[Entries taken from a collection]

──────────

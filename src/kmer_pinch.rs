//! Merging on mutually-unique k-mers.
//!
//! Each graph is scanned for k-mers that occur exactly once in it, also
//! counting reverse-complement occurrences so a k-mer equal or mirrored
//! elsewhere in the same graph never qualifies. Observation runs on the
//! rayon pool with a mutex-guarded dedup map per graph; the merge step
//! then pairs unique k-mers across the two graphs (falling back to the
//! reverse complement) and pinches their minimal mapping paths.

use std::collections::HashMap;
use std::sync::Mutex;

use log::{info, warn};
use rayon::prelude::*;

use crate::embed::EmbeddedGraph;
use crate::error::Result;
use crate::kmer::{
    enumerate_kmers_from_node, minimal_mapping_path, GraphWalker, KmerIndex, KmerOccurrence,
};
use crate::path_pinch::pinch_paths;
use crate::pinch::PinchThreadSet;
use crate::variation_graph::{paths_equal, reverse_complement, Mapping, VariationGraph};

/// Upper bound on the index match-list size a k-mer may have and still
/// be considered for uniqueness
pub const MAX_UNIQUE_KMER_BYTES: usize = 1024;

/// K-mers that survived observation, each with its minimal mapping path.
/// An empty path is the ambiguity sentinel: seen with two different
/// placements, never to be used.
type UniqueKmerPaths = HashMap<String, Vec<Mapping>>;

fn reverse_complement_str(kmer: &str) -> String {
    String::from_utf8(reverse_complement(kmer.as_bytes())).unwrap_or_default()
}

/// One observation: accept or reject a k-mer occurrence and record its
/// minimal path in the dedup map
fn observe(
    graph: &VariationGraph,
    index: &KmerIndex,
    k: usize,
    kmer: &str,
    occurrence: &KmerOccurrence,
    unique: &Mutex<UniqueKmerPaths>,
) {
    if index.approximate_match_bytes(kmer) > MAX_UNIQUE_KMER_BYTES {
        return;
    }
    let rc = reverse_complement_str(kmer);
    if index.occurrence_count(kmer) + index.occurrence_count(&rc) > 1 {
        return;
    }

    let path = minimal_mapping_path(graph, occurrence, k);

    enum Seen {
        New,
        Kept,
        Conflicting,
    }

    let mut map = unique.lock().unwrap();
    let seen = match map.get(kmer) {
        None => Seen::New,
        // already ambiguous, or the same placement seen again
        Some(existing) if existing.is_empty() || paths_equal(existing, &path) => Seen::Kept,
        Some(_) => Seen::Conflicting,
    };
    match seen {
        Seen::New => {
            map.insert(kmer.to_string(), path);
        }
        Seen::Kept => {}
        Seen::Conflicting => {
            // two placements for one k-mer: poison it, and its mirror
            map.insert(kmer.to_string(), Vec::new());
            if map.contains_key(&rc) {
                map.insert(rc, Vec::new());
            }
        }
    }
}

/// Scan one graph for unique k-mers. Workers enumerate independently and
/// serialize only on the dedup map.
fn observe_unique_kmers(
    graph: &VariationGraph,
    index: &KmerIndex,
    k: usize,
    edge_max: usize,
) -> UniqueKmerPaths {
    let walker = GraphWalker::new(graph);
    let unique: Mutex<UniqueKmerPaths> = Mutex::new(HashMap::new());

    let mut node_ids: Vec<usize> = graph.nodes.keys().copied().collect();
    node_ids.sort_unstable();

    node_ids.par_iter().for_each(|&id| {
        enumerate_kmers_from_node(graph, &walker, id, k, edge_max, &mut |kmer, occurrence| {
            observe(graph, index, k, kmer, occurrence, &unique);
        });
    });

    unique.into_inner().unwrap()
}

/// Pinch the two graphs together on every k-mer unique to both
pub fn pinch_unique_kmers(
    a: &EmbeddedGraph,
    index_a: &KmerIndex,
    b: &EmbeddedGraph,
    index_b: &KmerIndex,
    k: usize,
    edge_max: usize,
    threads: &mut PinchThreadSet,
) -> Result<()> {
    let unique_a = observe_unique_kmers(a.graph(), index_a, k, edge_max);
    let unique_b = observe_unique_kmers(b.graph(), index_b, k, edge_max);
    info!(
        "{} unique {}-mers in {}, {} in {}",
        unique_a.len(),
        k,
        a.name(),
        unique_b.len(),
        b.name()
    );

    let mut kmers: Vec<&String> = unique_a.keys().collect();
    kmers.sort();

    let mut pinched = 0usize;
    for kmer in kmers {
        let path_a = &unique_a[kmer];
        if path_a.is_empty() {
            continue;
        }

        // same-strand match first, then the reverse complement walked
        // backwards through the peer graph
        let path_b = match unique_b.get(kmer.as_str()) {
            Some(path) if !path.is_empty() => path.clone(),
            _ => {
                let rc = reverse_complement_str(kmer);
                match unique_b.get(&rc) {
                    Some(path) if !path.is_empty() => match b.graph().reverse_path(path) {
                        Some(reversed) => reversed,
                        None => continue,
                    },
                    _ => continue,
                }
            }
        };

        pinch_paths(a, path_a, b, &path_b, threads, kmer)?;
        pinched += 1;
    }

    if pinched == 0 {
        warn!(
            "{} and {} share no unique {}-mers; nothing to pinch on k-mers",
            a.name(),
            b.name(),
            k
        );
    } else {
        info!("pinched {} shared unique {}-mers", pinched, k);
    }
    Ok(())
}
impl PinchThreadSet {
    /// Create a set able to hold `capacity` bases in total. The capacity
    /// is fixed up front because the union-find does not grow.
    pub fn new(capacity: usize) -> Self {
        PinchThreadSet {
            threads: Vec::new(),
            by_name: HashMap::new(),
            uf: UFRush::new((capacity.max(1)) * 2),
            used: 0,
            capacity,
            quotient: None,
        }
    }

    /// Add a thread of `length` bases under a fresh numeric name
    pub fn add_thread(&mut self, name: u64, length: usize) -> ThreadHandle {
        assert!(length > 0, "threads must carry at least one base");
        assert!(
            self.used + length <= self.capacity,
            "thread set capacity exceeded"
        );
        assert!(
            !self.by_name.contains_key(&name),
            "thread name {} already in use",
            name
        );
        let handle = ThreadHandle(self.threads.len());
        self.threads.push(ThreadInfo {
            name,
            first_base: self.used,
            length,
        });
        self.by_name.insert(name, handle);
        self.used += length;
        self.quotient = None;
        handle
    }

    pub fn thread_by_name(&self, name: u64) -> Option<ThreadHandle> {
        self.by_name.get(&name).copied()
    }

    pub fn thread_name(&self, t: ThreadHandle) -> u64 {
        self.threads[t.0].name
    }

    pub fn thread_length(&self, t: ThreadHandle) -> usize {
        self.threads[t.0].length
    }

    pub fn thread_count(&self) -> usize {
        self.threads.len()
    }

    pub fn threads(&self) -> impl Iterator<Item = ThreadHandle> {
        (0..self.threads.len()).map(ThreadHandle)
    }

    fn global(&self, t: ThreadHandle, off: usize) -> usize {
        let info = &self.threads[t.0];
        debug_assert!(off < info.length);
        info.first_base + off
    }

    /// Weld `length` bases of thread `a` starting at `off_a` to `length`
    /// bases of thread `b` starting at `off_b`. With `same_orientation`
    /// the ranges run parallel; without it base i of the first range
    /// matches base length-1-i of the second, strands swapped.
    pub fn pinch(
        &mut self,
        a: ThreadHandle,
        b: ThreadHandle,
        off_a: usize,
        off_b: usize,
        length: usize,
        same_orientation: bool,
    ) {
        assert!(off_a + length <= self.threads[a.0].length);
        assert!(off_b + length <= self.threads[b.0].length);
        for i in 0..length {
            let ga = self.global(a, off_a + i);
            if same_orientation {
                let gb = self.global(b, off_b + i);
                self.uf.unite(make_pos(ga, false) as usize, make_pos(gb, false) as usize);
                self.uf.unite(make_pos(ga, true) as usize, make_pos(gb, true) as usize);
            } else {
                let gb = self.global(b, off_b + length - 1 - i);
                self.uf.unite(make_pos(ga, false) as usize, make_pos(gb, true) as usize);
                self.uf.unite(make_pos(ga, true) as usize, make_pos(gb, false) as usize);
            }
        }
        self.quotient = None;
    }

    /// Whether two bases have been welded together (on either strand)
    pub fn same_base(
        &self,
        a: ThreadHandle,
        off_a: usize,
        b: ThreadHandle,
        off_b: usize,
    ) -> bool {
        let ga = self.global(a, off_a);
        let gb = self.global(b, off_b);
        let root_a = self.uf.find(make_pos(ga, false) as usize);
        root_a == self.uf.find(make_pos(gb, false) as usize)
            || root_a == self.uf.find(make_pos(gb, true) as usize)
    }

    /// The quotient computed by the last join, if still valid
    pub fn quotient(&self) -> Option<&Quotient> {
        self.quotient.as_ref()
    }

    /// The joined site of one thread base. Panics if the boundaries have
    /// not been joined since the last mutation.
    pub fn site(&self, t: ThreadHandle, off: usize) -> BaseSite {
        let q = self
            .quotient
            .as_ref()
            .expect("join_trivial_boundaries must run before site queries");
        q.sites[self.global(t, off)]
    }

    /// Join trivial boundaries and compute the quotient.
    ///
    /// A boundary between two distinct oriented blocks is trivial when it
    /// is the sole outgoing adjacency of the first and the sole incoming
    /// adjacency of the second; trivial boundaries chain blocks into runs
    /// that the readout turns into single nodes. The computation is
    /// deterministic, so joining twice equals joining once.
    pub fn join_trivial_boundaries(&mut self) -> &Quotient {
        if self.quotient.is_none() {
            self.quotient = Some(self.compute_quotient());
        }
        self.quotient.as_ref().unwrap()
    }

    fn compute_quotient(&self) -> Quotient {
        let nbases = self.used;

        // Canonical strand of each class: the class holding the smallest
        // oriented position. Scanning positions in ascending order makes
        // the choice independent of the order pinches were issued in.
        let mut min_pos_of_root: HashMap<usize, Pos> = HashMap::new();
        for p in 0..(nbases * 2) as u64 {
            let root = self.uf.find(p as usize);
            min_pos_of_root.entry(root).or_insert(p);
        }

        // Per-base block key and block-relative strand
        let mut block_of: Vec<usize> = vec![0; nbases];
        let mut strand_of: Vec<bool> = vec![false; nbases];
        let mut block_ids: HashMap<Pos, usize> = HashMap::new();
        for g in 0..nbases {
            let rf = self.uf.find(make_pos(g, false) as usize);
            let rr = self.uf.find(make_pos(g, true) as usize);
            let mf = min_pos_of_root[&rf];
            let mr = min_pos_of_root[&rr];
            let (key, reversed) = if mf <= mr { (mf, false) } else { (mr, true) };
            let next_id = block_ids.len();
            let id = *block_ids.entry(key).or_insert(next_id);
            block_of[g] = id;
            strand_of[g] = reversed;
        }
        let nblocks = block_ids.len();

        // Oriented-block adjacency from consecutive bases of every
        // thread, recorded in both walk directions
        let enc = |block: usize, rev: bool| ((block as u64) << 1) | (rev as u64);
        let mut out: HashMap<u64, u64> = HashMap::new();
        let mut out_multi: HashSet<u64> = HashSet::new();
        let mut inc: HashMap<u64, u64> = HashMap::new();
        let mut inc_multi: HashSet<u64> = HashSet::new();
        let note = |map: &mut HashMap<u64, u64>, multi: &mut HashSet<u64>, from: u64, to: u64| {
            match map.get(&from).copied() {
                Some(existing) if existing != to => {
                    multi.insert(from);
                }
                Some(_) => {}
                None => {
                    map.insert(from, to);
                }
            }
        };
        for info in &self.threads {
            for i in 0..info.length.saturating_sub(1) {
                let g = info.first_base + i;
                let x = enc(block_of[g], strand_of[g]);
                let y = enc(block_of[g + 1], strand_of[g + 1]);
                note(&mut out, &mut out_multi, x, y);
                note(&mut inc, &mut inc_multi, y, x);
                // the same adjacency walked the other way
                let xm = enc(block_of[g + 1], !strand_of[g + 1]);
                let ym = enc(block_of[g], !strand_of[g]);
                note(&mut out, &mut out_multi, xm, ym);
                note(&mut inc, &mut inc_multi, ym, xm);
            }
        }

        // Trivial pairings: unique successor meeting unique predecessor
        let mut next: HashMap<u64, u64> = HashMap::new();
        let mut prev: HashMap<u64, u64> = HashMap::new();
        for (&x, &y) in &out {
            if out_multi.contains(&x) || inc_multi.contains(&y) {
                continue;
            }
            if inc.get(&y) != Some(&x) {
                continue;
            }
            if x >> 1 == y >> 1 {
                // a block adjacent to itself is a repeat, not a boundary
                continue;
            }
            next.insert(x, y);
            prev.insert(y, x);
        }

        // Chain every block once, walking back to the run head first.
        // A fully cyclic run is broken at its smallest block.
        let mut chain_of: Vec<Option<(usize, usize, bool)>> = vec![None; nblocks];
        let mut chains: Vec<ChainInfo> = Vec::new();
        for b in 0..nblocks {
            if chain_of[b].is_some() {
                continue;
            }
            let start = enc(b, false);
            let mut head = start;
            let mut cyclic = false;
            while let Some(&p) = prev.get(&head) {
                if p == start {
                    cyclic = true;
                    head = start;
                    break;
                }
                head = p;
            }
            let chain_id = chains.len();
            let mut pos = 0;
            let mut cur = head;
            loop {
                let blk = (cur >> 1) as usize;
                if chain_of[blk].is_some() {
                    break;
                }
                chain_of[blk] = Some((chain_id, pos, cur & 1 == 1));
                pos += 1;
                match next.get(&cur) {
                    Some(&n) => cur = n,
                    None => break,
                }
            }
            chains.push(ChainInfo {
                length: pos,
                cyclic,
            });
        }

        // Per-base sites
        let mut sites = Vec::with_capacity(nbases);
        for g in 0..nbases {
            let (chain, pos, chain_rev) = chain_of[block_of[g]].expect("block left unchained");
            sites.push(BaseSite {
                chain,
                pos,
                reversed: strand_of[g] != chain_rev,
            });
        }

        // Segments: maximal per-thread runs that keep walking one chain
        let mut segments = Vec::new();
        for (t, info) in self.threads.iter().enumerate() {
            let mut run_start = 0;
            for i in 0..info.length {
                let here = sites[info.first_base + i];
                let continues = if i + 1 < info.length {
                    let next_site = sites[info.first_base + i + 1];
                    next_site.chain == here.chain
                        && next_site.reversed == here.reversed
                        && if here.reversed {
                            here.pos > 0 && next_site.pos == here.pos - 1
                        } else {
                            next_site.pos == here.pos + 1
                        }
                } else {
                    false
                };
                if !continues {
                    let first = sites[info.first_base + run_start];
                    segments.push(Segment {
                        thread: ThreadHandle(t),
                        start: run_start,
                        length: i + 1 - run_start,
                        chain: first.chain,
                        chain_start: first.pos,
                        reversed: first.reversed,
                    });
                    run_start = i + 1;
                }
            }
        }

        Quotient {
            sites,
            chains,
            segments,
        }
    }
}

──────────

EXERCISE REQUIREMENTS:
Scan the records above for the lines holding "pinched += 1;" and "fresh numeric name". Transcribe those two and every line between them word for word, and no others.

FINAL ANSWER:
        pinched += 1;
    }

    if pinched == 0 {
        warn!(
            "{} and {} share no unique {}-mers; nothing to pinch on k-mers",
            a.name(),
            b.name(),
            k
        );
    } else {
        info!("pinched {} shared unique {}-mers", pinched, k);
    }
    Ok(())
}
impl PinchThreadSet {
    /// Create a set able to hold `capacity` bases in total. The capacity
    /// is fixed up front because the union-find does not grow.
    pub fn new(capacity: usize) -> Self {
        PinchThreadSet {
            threads: Vec::new(),
            by_name: HashMap::new(),
            uf: UFRush::new((capacity.max(1)) * 2),
            used: 0,
            capacity,
            quotient: None,
        }
    }

    /// Add a thread of `length` bases under a fresh numeric name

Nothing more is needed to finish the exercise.